As I’ve processed all of this, there are a few ideas that have emerged. First, there are a whole bunch of things that describe me. I’m a man. I’m 40 (Thanks, Gundy). Left-handed, creative, husband, father, son, Christian, recovering tobacco addict, overweight, carpenter guy, cutting board maker, voracious reader, size 14, half-marathon runner, etc. etc.  Of that master list of descriptors, I somehow pick a few of them as things that actually define me. THIS IS WHO  I AM!  Those defining things can sometimes be secret, shame-filled: I’m a loser, I’m a failure, I’m a victim. Or they can just be inauthentic or superficial: I’m a Vice President of Marketing, I’m a Texas Longhorn.  Or they can be true and right. I believe that though there can be circumstantial inertia, I still have been given the freedom to choose which things define me and which things merely describe me.

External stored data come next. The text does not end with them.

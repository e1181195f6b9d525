use super::cache::BriefingCache;
use super::fallback::FALLBACK_BRIEFING;
use super::generator::BriefingGenerator;
use crate::clock::Clock;
use crate::error::Result;
use crate::feedback::FeedbackStore;
use crate::llm::TextGenerator;
use crate::storage::KvStore;
use crate::types::Briefing;
use std::sync::Arc;
use std::time::Duration;

/// Configuration for the briefing engine
#[derive(Debug, Clone, PartialEq, Eq)]
pub struct BriefingConfig {
    pub cache_ttl: Duration,
    pub max_prompt_entries: usize,
}

impl Default for BriefingConfig {
    fn default() -> Self {
        Self {
            cache_ttl: Duration::from_secs(600),
            max_prompt_entries: 20,
        }
    }
}

/// Serves the cached briefing or regenerates it once stale.
///
/// Holds no state of its own between calls; everything lives in the store.
/// Two requests that both see a stale cache will both regenerate.
pub struct BriefingEngine<S: KvStore + ?Sized, G: TextGenerator + ?Sized> {
    feedback: Arc<FeedbackStore<S>>,
    cache: BriefingCache<S>,
    generator: BriefingGenerator<G>,
}

impl<S: KvStore + ?Sized, G: TextGenerator + ?Sized> BriefingEngine<S, G> {
    pub fn new(
        storage: Arc<S>,
        feedback: Arc<FeedbackStore<S>>,
        generator: Arc<G>,
        clock: Arc<dyn Clock>,
        config: BriefingConfig,
    ) -> Self {
        Self {
            feedback,
            cache: BriefingCache::new(storage, clock, config.cache_ttl),
            generator: BriefingGenerator::new(generator, config.max_prompt_entries),
        }
    }

    /// Fresh cached briefing if there is one, otherwise generate and cache.
    ///
    /// A failed generation is logged and replaced by the fallback text,
    /// which is then cached like any other result. Store errors propagate.
    pub async fn briefing(&self) -> Result<Briefing> {
        if let Some(cached) = self.cache.get()? {
            if self.cache.is_fresh(cached.generated_at) {
                log::debug!("Serving cached briefing from {}", cached.generated_at);
                return Ok(cached);
            }
        }

        let entries = self.feedback.list()?;
        let text = match self.generator.generate(&entries).await {
            Ok(text) => {
                log::info!(
                    "Generated briefing via {} from {} feedback entries",
                    self.generator.provider(),
                    entries.len()
                );
                text
            }
            Err(e) => {
                log::warn!("Briefing generation failed, using fallback: {}", e);
                FALLBACK_BRIEFING.to_string()
            }
        };

        self.cache.put(&text)
    }
}
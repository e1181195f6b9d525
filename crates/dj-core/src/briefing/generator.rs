use super::prompt::build_prompt;
use crate::error::GenerationError;
use crate::llm::TextGenerator;
use crate::types::FeedbackEntry;
use std::sync::Arc;

/// Turns recent feedback into briefing text via a [`TextGenerator`].
///
/// Errors are returned as-is; substituting the fallback is the caller's call.
pub struct BriefingGenerator<G: TextGenerator + ?Sized> {
    generator: Arc<G>,
    max_entries: usize,
}

impl<G: TextGenerator + ?Sized> BriefingGenerator<G> {
    pub fn new(generator: Arc<G>, max_entries: usize) -> Self {
        Self {
            generator,
            max_entries,
        }
    }

    pub fn provider(&self) -> &str {
        self.generator.name()
    }

    /// `entries` must be newest-first; only the first `max_entries` are used.
    pub async fn generate(&self, entries: &[FeedbackEntry]) -> Result<String, GenerationError> {
        let prompt = build_prompt(entries, self.max_entries);
        let text = self.generator.generate(&prompt).await?;
        if text.trim().is_empty() {
            return Err(GenerationError::Empty {
                provider: self.generator.name().to_string(),
            });
        }
        Ok(text)
    }
}
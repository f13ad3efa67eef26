use std::ffi::OsString;

use anyhow::{Context, Result};
use service_manager::*;
use tracing::info;

const LABEL: &str = "io.gpu-worker.provider";

fn user_manager() -> Result<Box<dyn ServiceManager>> {
    let mut manager =
        <dyn ServiceManager>::native().context("Failed to detect service management platform")?;
    // Not every platform has user-level services; fall back to the default level.
    _ = manager.set_level(ServiceLevel::User);
    Ok(manager)
}

/// Registers `gpu-worker serve` as a user service that starts on login.
pub fn install_service() -> Result<()> {
    let label: ServiceLabel = LABEL.parse()?;
    let manager = user_manager()?;

    manager
        .install(ServiceInstallCtx {
            label: label.clone(),
            program: std::env::current_exe()?,
            args: vec![OsString::from("serve")],
            contents: None,
        })
        .context("Failed to install service")?;
    manager
        .start(ServiceStartCtx { label })
        .context("Failed to start service")?;

    info!(label = LABEL, "service installed");
    Ok(())
}

pub fn uninstall_service() -> Result<()> {
    let label: ServiceLabel = LABEL.parse()?;
    let manager = user_manager()?;

    if let Err(e) = manager.stop(ServiceStopCtx {
        label: label.clone(),
    }) {
        info!("service was not running: {e}");
    }
    manager
        .uninstall(ServiceUninstallCtx { label })
        .context("Failed to uninstall service")?;

    info!(label = LABEL, "service uninstalled");
    Ok(())
}
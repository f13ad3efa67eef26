use std::fmt;

use serde_derive::{Deserialize, Serialize};
use serde_json::Value;
use tracing::info;

use crate::error::JobError;

/// Identifier assigned by the marketplace contract.
pub type JobId = u64;

#[derive(Debug, Clone, Copy, PartialEq, Eq)]
pub enum JobKind {
    Script,
    ContainerImage,
    OpaqueDescription,
}

impl JobKind {
    pub fn wire_name(&self) -> &'static str {
        match self {
            Self::Script => "python-script",
            Self::ContainerImage => "docker-image",
            Self::OpaqueDescription => "simple",
        }
    }

    fn from_wire(name: &str) -> Option<Self> {
        match name {
            "python-script" => Some(Self::Script),
            "docker-image" => Some(Self::ContainerImage),
            "simple" => Some(Self::OpaqueDescription),
            _ => None,
        }
    }
}

impl fmt::Display for JobKind {
    fn fmt(&self, f: &mut fmt::Formatter<'_>) -> fmt::Result {
        f.write_str(self.wire_name())
    }
}

#[derive(Debug, Clone, PartialEq, Eq)]
pub enum JobPayload {
    Script { code: String },
    Image { reference: String, args: Vec<String> },
    /// Free text. Never executed.
    Description { text: String },
}

/// A validated job: the payload is non-empty and matches its kind.
#[derive(Debug, Clone, PartialEq, Eq)]
pub struct JobDescriptor {
    pub job_id: JobId,
    pub payload: JobPayload,
}

impl JobDescriptor {
    pub fn kind(&self) -> JobKind {
        match self.payload {
            JobPayload::Script { .. } => JobKind::Script,
            JobPayload::Image { .. } => JobKind::ContainerImage,
            JobPayload::Description { .. } => JobKind::OpaqueDescription,
        }
    }
}

/// Body of `POST /process-job`.
#[derive(Debug, Clone, Serialize, Deserialize)]
#[serde(rename_all = "camelCase")]
pub struct ProcessJobRequest {
    pub job_id: JobId,
    pub job_type: String,
    #[serde(default)]
    pub job_data: Value,
}

impl TryFrom<ProcessJobRequest> for JobDescriptor {
    type Error = JobError;

    fn try_from(request: ProcessJobRequest) -> Result<Self, Self::Error> {
        let ProcessJobRequest {
            job_id,
            job_type,
            job_data,
        } = request;
        let kind = JobKind::from_wire(&job_type)
            .ok_or_else(|| JobError::UnsupportedJobKind(job_type.clone()))?;

        let payload = match kind {
            JobKind::Script => JobPayload::Script {
                code: required_text(&job_data, "code", kind)?,
            },
            JobKind::ContainerImage => {
                let raw = required_text(&job_data, "image", kind)?;
                let reference = normalize_image_reference(&raw);
                if reference.is_empty()
                    || reference.starts_with('-')
                    || reference.contains(char::is_whitespace)
                {
                    return Err(JobError::MalformedJobDescriptor(format!(
                        "image reference {raw:?} is not a valid reference"
                    )));
                }
                JobPayload::Image {
                    reference,
                    args: image_args(job_data.get("args"))?,
                }
            }
            JobKind::OpaqueDescription => {
                let text = match &job_data {
                    Value::String(s) => s.clone(),
                    _ => required_text(&job_data, "description", kind)?,
                };
                if text.trim().is_empty() {
                    return Err(empty_payload(kind, "description"));
                }
                JobPayload::Description { text }
            }
        };

        Ok(Self { job_id, payload })
    }
}

fn required_text(data: &Value, field: &str, kind: JobKind) -> Result<String, JobError> {
    match data.get(field) {
        Some(Value::String(s)) if !s.trim().is_empty() => Ok(s.clone()),
        Some(Value::String(_)) | Some(Value::Null) | None => Err(empty_payload(kind, field)),
        Some(other) => Err(JobError::MalformedJobDescriptor(format!(
            "{kind} job field `{field}` must be a string, got {other}"
        ))),
    }
}

fn empty_payload(kind: JobKind, field: &str) -> JobError {
    JobError::MalformedJobDescriptor(format!("{kind} job requires a non-empty `{field}`"))
}

/// Arguments come either as one whitespace-separated string or as an array.
fn image_args(value: Option<&Value>) -> Result<Vec<String>, JobError> {
    match value {
        None | Some(Value::Null) => Ok(Vec::new()),
        Some(Value::String(s)) => Ok(s.split_whitespace().map(str::to_string).collect()),
        Some(Value::Array(items)) => items
            .iter()
            .map(|item| match item {
                Value::String(s) => Ok(s.clone()),
                other => Err(JobError::MalformedJobDescriptor(format!(
                    "image arguments must be strings, got {other}"
                ))),
            })
            .collect(),
        Some(other) => Err(JobError::MalformedJobDescriptor(format!(
            "image arguments must be a string or an array, got {other}"
        ))),
    }
}

/// Turns a registry browse-page URL into a pullable `namespace/name`.
///
/// Best effort only: anything not recognised is returned trimmed but
/// otherwise unchanged and left to fail at pull time.
pub fn normalize_image_reference(raw: &str) -> String {
    let reference = raw.trim();
    if !reference.contains("hub.docker.com") {
        return reference.to_string();
    }

    let path_of = |marker: &str| {
        reference.find(marker).map(|at| {
            reference[at + marker.len()..]
                .split(['?', '#'])
                .next()
                .unwrap_or_default()
        })
    };

    let extracted = if let Some(path) = path_of("hub.docker.com/r/") {
        let mut segments = path.split('/').filter(|s| !s.is_empty());
        match (segments.next(), segments.next()) {
            (Some(namespace), Some(name)) => Some(format!("{namespace}/{name}")),
            _ => None,
        }
    } else if let Some(path) = path_of("hub.docker.com/_/") {
        path.split('/').find(|s| !s.is_empty()).map(str::to_string)
    } else {
        None
    };

    match extracted {
        Some(image) => {
            info!(url = reference, image = %image, "extracted image name from registry URL");
            image
        }
        None => reference.to_string(),
    }
}
use sha2::{Digest, Sha256};

/// Inline result reference for jobs whose output is not uploaded anywhere.
///
/// SHA-256 of the exact output bytes, `0x`-prefixed lowercase hex (66 chars).
/// This is a proof pointer for settlement, not a signature: anyone holding
/// the output can reproduce it.
pub fn result_hash(output: &[u8]) -> String {
    let mut hasher = Sha256::new();
    hasher.update(output);
    format!("0x{:x}", hasher.finalize())
}
use std::io;
use std::path::{Path, PathBuf};
use std::time::{Duration, SystemTime};

use tokio::fs;
use tracing::{debug, info, warn};
use uuid::Uuid;

use crate::job::JobId;

const SCRIPT_FILE: &str = "job.py";

/// On-disk layout for job scratch space:
///
/// ```text
/// <root>/jobs/job-<id>-<nonce>/job.py     materialised script, mounted read-only
/// <root>/results/job-<id>-<nonce>/        output mount, read-write
/// ```
///
/// Every invocation gets its own nonce, so a resubmitted job id never reuses
/// a directory.
#[derive(Debug, Clone)]
pub struct Workspace {
    jobs_dir: PathBuf,
    results_dir: PathBuf,
}

impl Workspace {
    pub fn new(root: &Path) -> Self {
        Self {
            jobs_dir: root.join("jobs"),
            results_dir: root.join("results"),
        }
    }

    pub async fn prepare(&self) -> io::Result<()> {
        fs::create_dir_all(&self.jobs_dir).await?;
        fs::create_dir_all(&self.results_dir).await
    }

    pub async fn allocate(&self, job_id: JobId) -> io::Result<WorkArea> {
        self.prepare().await?;
        let nonce = Uuid::new_v4().simple().to_string();
        let name = format!("job-{job_id}-{}", &nonce[..12]);

        let area = WorkArea {
            job_id,
            scratch_dir: self.jobs_dir.join(&name),
            output_dir: self.results_dir.join(&name),
            name,
            released: false,
        };
        fs::create_dir(&area.scratch_dir).await?;
        fs::create_dir(&area.output_dir).await?;
        debug!(job_id, area = %area.name, "allocated work area");

        Ok(area)
    }

    /// Removes work areas older than `ttl`. These only exist when a previous
    /// process died mid-job, since live areas are released before the
    /// response goes out.
    pub async fn sweep_stale(&self, ttl: Duration) -> io::Result<usize> {
        let mut removed = 0;
        for dir in [&self.jobs_dir, &self.results_dir] {
            let mut entries = match fs::read_dir(dir).await {
                Ok(entries) => entries,
                Err(e) if e.kind() == io::ErrorKind::NotFound => continue,
                Err(e) => return Err(e),
            };

            while let Some(entry) = entries.next_entry().await? {
                if !entry.file_name().to_string_lossy().starts_with("job-") {
                    continue;
                }
                let modified = entry.metadata().await?.modified()?;
                let age = SystemTime::now()
                    .duration_since(modified)
                    .unwrap_or(Duration::ZERO);
                if age >= ttl {
                    remove_dir(&entry.path()).await?;
                    removed += 1;
                }
            }
        }

        if removed > 0 {
            info!(removed, "evicted stale work areas");
        }
        Ok(removed)
    }
}

/// Scratch space owned by exactly one in-flight job.
///
/// Call [`WorkArea::release`] when done. If the area is dropped without
/// being released (panic, cancelled future) it is removed synchronously.
#[derive(Debug)]
pub struct WorkArea {
    job_id: JobId,
    name: String,
    scratch_dir: PathBuf,
    output_dir: PathBuf,
    released: bool,
}

impl WorkArea {
    /// Unique per invocation, usable as a container name suffix.
    pub fn name(&self) -> &str {
        &self.name
    }

    pub fn scratch_dir(&self) -> &Path {
        &self.scratch_dir
    }

    pub fn script_path(&self) -> PathBuf {
        self.scratch_dir.join(SCRIPT_FILE)
    }

    pub fn output_dir(&self) -> &Path {
        &self.output_dir
    }

    pub async fn release(mut self) -> io::Result<()> {
        self.released = true;
        let scratch = remove_dir(&self.scratch_dir).await;
        let output = remove_dir(&self.output_dir).await;
        debug!(job_id = self.job_id, area = %self.name, "released work area");
        scratch.and(output)
    }
}

impl Drop for WorkArea {
    fn drop(&mut self) {
        if self.released {
            return;
        }
        for dir in [&self.scratch_dir, &self.output_dir] {
            if let Err(e) = std::fs::remove_dir_all(dir) {
                if e.kind() != io::ErrorKind::NotFound {
                    warn!(job_id = self.job_id, dir = %dir.display(), "failed to remove work area: {e}");
                }
            }
        }
    }
}

async fn remove_dir(path: &Path) -> io::Result<()> {
    match fs::remove_dir_all(path).await {
        Err(e) if e.kind() != io::ErrorKind::NotFound => Err(e),
        _ => Ok(()),
    }
}

#[cfg(test)]
mod tests {
    use super::*;

    #[tokio::test]
    async fn resubmitted_job_gets_a_fresh_area() {
        let root = tempfile::tempdir().unwrap();
        let workspace = Workspace::new(root.path());

        let first = workspace.allocate(1).await.unwrap();
        let second = workspace.allocate(1).await.unwrap();

        assert_ne!(first.name(), second.name());
        assert_ne!(first.output_dir(), second.output_dir());
        assert!(first.name().starts_with("job-1-"));
        assert!(first.scratch_dir().is_dir());
        assert!(second.output_dir().is_dir());
    }

    #[tokio::test]
    async fn release_removes_everything() {
        let root = tempfile::tempdir().unwrap();
        let workspace = Workspace::new(root.path());
        let area = workspace.allocate(3).await.unwrap();
        std::fs::write(area.script_path(), "print(1)").unwrap();
        std::fs::write(area.output_dir().join("out.png"), b"png").unwrap();
        let (scratch, output) = (area.scratch_dir().to_path_buf(), area.output_dir().to_path_buf());

        area.release().await.unwrap();

        assert!(!scratch.exists());
        assert!(!output.exists());
    }

    #[tokio::test]
    async fn dropping_an_unreleased_area_cleans_up() {
        let root = tempfile::tempdir().unwrap();
        let workspace = Workspace::new(root.path());
        let area = workspace.allocate(4).await.unwrap();
        let output = area.output_dir().to_path_buf();
        std::fs::write(output.join("partial.txt"), "x").unwrap();

        drop(area);

        assert!(!output.exists());
    }

    #[tokio::test]
    async fn sweep_evicts_only_old_job_dirs() {
        let root = tempfile::tempdir().unwrap();
        let workspace = Workspace::new(root.path());
        workspace.prepare().await.unwrap();
        std::fs::create_dir(root.path().join("results/job-9-abandoned")).unwrap();
        std::fs::create_dir(root.path().join("results/keep-me")).unwrap();

        assert_eq!(workspace.sweep_stale(Duration::from_secs(3600)).await.unwrap(), 0);
        assert_eq!(workspace.sweep_stale(Duration::ZERO).await.unwrap(), 1);
        assert!(!root.path().join("results/job-9-abandoned").exists());
        assert!(root.path().join("results/keep-me").exists());
    }

    #[tokio::test]
    async fn sweep_tolerates_missing_root() {
        let root = tempfile::tempdir().unwrap();
        let workspace = Workspace::new(&root.path().join("never-created"));
        assert_eq!(workspace.sweep_stale(Duration::ZERO).await.unwrap(), 0);
    }
}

For me, the measure of the authenticity of my self-definition is whether or not I am at peace. The peacock is busy screeching to be heard. The insecure man uses people as a means of trying to fill his cup, even though his cup has holes in the bottom of it. He is profoundly bothered when he is called a ‘cutting board maker’ or ‘that carpenter guy.’

When I am at peace, I have nothing to prove. I pursue excellence merely for the sake of doing things well, not for acclaim or because it defines who I am. I ignore the false trappings of status, the need to be announced on the podium (I’d like to thank the Academy…).  And I have an unbelievable amount of freedom! When I am comfortable in my own skin, I am free to be fully present and intentional with people, to really see them and listen to them and love them.  And that’s the man I want to be. I’m not that man yet. But that’s who I want to be.

The 1981 movie, Chariots of Fire, is largely about the juxtaposition between a false self and a true self. One of the characters is frantically, desperately trying to define himself in the context of others and by his ‘work.’ Another is at peace. It’s a slow, atmospheric movie, but if you haven’t seen it, it’s worth watching. Here’s the most famous clip: http://www.youtube.com/watch?v=uwyltmUR3MU

Ok, kids, so here’s your first blog assignment. Please comment and tell me: Who are you? (I really wanna know). What defines you? I’m not talking about theory, here, or how it SHOULD be. I’m talking your day-in, day-out, living definition of who you are.

“There’s a place where I know you walked
The love falls from the trees
My heart is like a broken cup
I only feel right on my knees
I spill out like a sewer hole
Yet still receive your kiss
How can I measure up to anyone new
After such a love as this”

-The Who, “Who Are You”

Also, if you catch me trying to impress you, please gently remind me that it’s an exhausting way to live. Strain though I might, that rock’s just going to roll down the hill again.